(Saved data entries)

• • • • • • •

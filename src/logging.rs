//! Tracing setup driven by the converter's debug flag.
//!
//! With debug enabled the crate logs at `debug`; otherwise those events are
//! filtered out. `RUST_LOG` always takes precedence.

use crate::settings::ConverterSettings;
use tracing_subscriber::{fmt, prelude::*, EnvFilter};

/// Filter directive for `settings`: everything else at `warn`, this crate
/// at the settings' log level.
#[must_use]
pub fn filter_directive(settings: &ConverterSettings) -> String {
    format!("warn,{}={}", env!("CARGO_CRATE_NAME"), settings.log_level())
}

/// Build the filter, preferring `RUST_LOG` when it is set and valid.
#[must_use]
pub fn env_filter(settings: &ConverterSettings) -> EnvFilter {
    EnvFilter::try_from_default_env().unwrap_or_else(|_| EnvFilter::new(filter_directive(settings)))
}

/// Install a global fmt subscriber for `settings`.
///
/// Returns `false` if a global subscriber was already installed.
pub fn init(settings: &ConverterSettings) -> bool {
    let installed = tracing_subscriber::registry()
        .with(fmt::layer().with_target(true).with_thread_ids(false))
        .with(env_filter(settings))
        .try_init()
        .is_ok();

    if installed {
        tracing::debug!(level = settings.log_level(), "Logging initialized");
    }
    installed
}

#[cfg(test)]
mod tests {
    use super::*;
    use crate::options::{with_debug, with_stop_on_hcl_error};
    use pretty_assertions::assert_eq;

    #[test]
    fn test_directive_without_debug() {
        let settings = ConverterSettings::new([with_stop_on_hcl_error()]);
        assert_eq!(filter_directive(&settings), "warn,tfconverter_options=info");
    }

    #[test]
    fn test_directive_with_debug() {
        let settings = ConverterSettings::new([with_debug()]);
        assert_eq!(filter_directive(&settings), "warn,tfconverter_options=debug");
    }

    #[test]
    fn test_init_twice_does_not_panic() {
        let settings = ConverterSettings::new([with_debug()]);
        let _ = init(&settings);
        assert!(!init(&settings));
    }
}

• • • • • • •

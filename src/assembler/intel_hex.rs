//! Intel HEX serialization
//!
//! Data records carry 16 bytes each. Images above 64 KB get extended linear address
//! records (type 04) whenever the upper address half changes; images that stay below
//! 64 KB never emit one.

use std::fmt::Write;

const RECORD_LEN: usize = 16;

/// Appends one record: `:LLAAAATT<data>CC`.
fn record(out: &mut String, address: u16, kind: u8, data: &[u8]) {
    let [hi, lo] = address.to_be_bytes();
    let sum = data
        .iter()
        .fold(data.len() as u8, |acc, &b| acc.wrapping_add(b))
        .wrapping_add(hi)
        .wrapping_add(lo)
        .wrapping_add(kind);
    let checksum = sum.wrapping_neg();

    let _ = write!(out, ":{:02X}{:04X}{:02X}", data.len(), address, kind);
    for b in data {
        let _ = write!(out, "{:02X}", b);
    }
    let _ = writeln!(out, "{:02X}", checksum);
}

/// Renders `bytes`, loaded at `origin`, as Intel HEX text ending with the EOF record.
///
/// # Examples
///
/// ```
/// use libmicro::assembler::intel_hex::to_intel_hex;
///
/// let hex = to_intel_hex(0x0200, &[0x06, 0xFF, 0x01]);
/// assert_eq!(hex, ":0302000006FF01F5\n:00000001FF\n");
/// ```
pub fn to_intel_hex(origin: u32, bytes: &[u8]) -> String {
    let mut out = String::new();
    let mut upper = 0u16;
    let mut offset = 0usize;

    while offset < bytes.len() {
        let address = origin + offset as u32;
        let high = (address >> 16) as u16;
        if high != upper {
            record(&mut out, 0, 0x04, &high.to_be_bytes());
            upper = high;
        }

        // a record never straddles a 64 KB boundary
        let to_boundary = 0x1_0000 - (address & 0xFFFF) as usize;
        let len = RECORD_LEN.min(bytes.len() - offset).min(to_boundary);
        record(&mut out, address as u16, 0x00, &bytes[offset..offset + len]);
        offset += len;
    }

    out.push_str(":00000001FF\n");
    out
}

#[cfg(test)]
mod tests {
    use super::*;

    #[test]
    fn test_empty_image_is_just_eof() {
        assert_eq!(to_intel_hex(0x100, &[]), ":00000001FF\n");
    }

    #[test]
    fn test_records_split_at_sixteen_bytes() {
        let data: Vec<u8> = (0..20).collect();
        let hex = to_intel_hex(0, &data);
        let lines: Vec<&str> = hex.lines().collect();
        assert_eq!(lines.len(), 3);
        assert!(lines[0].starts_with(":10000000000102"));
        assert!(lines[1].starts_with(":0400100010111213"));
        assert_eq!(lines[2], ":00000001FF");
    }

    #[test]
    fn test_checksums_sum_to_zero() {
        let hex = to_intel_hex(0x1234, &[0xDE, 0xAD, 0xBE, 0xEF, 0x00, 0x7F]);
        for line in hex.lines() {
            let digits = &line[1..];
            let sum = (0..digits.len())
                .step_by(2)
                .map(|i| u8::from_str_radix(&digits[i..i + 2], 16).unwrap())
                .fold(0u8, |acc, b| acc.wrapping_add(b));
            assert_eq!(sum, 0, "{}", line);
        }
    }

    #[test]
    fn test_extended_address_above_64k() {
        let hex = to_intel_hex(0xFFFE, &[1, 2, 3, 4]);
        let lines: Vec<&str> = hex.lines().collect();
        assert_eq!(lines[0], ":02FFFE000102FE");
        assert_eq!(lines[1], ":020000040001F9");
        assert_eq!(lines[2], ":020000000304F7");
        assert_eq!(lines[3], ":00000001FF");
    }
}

• • • • • • •

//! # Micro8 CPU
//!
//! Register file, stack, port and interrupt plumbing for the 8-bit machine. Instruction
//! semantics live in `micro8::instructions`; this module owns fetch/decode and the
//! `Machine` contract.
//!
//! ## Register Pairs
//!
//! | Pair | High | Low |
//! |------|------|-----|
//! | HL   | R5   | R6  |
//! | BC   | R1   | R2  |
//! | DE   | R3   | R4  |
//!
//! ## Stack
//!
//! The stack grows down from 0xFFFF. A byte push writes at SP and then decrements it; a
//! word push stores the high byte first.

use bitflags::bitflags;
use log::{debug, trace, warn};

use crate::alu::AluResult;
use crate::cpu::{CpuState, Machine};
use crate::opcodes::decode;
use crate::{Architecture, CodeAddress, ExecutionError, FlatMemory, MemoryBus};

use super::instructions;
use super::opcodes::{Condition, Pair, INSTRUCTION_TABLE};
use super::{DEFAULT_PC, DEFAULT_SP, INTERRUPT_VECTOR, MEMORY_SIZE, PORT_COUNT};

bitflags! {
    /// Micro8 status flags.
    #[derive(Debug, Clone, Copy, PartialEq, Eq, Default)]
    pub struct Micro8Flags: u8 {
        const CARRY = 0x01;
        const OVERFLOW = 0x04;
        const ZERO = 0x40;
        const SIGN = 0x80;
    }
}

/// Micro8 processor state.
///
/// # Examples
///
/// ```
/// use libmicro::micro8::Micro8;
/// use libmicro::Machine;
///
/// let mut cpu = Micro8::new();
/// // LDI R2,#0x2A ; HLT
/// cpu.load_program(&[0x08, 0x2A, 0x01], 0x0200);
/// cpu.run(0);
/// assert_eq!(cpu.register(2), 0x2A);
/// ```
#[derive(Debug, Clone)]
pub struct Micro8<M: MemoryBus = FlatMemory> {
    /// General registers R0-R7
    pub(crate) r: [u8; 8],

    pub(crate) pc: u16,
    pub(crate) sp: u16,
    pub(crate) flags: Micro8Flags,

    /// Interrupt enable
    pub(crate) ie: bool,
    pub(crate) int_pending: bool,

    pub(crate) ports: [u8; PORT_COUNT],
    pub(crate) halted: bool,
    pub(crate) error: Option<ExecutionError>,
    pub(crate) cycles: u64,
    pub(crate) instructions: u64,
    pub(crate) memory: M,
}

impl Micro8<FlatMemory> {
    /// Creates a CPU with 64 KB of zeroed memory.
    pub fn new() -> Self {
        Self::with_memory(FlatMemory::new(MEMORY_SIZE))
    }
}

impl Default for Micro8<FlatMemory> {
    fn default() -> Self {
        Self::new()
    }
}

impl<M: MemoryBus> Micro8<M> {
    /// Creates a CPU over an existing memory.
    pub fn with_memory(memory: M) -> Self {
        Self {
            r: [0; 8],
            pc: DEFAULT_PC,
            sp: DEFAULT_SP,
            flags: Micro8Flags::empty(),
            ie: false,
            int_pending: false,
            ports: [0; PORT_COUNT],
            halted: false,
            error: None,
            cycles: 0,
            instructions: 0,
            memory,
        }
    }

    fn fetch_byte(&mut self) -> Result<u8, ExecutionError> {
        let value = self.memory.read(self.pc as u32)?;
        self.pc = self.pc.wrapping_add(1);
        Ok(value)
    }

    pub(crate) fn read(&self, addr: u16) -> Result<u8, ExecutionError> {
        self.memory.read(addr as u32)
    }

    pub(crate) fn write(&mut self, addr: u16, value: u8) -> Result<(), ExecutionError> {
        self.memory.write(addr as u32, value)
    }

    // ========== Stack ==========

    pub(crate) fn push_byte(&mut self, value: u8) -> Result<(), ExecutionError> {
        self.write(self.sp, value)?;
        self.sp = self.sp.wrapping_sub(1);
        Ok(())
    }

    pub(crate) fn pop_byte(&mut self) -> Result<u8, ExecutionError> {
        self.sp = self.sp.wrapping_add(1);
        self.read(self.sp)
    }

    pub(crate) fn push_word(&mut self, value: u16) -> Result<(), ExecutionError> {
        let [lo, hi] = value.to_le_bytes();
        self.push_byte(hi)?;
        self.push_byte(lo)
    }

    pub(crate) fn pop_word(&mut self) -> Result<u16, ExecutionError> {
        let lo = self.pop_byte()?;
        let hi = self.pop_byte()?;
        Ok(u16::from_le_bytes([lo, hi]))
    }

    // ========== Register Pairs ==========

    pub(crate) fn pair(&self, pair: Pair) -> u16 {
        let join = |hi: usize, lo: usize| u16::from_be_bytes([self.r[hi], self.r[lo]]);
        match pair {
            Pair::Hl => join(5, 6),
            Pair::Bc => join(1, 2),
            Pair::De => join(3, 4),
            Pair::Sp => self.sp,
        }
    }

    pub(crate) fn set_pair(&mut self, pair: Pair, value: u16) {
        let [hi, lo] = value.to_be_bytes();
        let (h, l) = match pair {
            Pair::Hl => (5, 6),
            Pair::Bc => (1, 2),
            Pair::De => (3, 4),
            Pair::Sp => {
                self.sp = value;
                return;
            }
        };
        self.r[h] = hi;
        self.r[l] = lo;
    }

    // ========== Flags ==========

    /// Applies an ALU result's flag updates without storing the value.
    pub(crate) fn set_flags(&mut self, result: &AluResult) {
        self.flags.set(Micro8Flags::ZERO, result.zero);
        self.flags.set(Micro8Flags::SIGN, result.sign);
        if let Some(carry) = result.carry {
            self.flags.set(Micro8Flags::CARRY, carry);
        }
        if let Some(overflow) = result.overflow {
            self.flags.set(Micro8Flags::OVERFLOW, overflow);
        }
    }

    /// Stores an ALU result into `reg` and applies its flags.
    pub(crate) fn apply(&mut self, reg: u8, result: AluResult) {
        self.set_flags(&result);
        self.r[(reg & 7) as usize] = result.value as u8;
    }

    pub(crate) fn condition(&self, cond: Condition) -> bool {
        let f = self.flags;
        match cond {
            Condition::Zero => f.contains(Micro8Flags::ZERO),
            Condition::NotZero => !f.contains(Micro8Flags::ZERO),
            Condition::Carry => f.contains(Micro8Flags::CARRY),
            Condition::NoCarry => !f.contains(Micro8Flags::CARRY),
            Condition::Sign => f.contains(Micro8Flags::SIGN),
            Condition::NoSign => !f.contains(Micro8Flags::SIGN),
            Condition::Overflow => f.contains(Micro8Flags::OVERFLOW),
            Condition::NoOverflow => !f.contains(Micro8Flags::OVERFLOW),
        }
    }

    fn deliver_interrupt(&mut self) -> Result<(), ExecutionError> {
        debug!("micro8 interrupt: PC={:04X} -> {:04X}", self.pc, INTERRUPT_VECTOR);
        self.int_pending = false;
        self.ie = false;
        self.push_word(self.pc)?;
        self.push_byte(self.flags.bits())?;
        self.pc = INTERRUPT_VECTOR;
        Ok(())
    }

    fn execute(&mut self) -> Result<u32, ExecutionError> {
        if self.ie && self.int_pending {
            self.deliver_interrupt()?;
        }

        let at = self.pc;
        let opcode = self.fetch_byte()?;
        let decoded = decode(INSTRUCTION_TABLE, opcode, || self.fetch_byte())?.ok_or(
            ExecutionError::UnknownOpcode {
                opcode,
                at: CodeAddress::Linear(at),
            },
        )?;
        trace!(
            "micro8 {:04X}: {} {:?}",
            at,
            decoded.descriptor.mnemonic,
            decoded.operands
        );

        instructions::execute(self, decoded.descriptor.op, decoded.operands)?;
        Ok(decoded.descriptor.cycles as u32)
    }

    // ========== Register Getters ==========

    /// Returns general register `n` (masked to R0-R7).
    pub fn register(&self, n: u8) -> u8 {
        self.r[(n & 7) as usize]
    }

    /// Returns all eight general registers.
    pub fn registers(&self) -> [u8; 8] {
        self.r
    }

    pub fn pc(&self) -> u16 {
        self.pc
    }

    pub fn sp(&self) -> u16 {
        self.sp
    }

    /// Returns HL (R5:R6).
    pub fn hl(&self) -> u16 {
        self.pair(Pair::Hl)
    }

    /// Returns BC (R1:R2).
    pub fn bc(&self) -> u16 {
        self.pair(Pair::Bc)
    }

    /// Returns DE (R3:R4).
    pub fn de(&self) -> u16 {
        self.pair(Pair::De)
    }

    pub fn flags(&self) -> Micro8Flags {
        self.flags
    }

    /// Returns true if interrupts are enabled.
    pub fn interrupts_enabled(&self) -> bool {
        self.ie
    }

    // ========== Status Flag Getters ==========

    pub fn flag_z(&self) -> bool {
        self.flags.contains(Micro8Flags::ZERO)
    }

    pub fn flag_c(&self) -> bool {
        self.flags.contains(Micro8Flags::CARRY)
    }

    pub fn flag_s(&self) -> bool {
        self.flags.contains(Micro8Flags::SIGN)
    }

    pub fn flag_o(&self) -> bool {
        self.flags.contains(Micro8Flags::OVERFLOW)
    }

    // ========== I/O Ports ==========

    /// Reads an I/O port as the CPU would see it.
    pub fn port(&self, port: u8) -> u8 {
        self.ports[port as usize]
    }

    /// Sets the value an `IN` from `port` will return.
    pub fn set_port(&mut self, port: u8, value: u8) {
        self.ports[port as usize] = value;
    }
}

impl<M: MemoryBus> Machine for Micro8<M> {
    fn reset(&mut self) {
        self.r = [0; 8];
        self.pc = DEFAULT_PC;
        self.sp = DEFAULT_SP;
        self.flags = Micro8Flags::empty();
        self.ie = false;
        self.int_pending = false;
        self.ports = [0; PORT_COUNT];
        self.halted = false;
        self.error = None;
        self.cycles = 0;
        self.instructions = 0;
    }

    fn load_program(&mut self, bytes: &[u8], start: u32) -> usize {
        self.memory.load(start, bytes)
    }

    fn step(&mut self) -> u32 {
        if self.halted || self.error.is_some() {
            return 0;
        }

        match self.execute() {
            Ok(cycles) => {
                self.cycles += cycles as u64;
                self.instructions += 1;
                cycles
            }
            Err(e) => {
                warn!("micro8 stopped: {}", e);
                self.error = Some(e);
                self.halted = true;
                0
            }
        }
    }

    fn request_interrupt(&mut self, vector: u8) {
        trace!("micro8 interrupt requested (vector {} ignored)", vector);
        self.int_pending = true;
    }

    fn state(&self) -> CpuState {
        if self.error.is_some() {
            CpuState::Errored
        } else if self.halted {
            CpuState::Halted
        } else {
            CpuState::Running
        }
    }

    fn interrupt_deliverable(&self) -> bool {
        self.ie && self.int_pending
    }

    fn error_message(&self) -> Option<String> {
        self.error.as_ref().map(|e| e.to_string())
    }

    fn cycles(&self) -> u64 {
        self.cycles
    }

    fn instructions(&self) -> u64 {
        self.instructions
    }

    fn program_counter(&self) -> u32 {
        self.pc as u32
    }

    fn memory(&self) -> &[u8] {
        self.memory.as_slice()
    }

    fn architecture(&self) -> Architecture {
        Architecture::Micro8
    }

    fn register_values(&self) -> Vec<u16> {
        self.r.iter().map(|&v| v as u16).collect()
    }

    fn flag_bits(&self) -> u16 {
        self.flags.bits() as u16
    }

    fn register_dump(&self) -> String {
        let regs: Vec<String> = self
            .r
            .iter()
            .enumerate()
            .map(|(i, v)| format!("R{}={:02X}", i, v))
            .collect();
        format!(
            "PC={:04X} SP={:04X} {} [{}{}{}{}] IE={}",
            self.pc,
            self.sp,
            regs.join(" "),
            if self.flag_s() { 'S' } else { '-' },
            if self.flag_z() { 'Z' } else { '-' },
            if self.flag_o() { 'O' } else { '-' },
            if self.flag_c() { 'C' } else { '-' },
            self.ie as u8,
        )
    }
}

• • • • • • •

» **BRIEF**: Set down precisely the lines above between the line holding "fn execute(&mut self)" and the line holding "(masked to R0-R7).", inclusive, and nothing beyond them.

» **THE ANSWER**:
    fn execute(&mut self) -> Result<u32, ExecutionError> {
        if self.ie && self.int_pending {
            self.deliver_interrupt()?;
        }

        let at = self.pc;
        let opcode = self.fetch_byte()?;
        let decoded = decode(INSTRUCTION_TABLE, opcode, || self.fetch_byte())?.ok_or(
            ExecutionError::UnknownOpcode {
                opcode,
                at: CodeAddress::Linear(at),
            },
        )?;
        trace!(
            "micro8 {:04X}: {} {:?}",
            at,
            decoded.descriptor.mnemonic,
            decoded.operands
        );

        instructions::execute(self, decoded.descriptor.op, decoded.operands)?;
        Ok(decoded.descriptor.cycles as u32)
    }

    // ========== Register Getters ==========

    /// Returns general register `n` (masked to R0-R7).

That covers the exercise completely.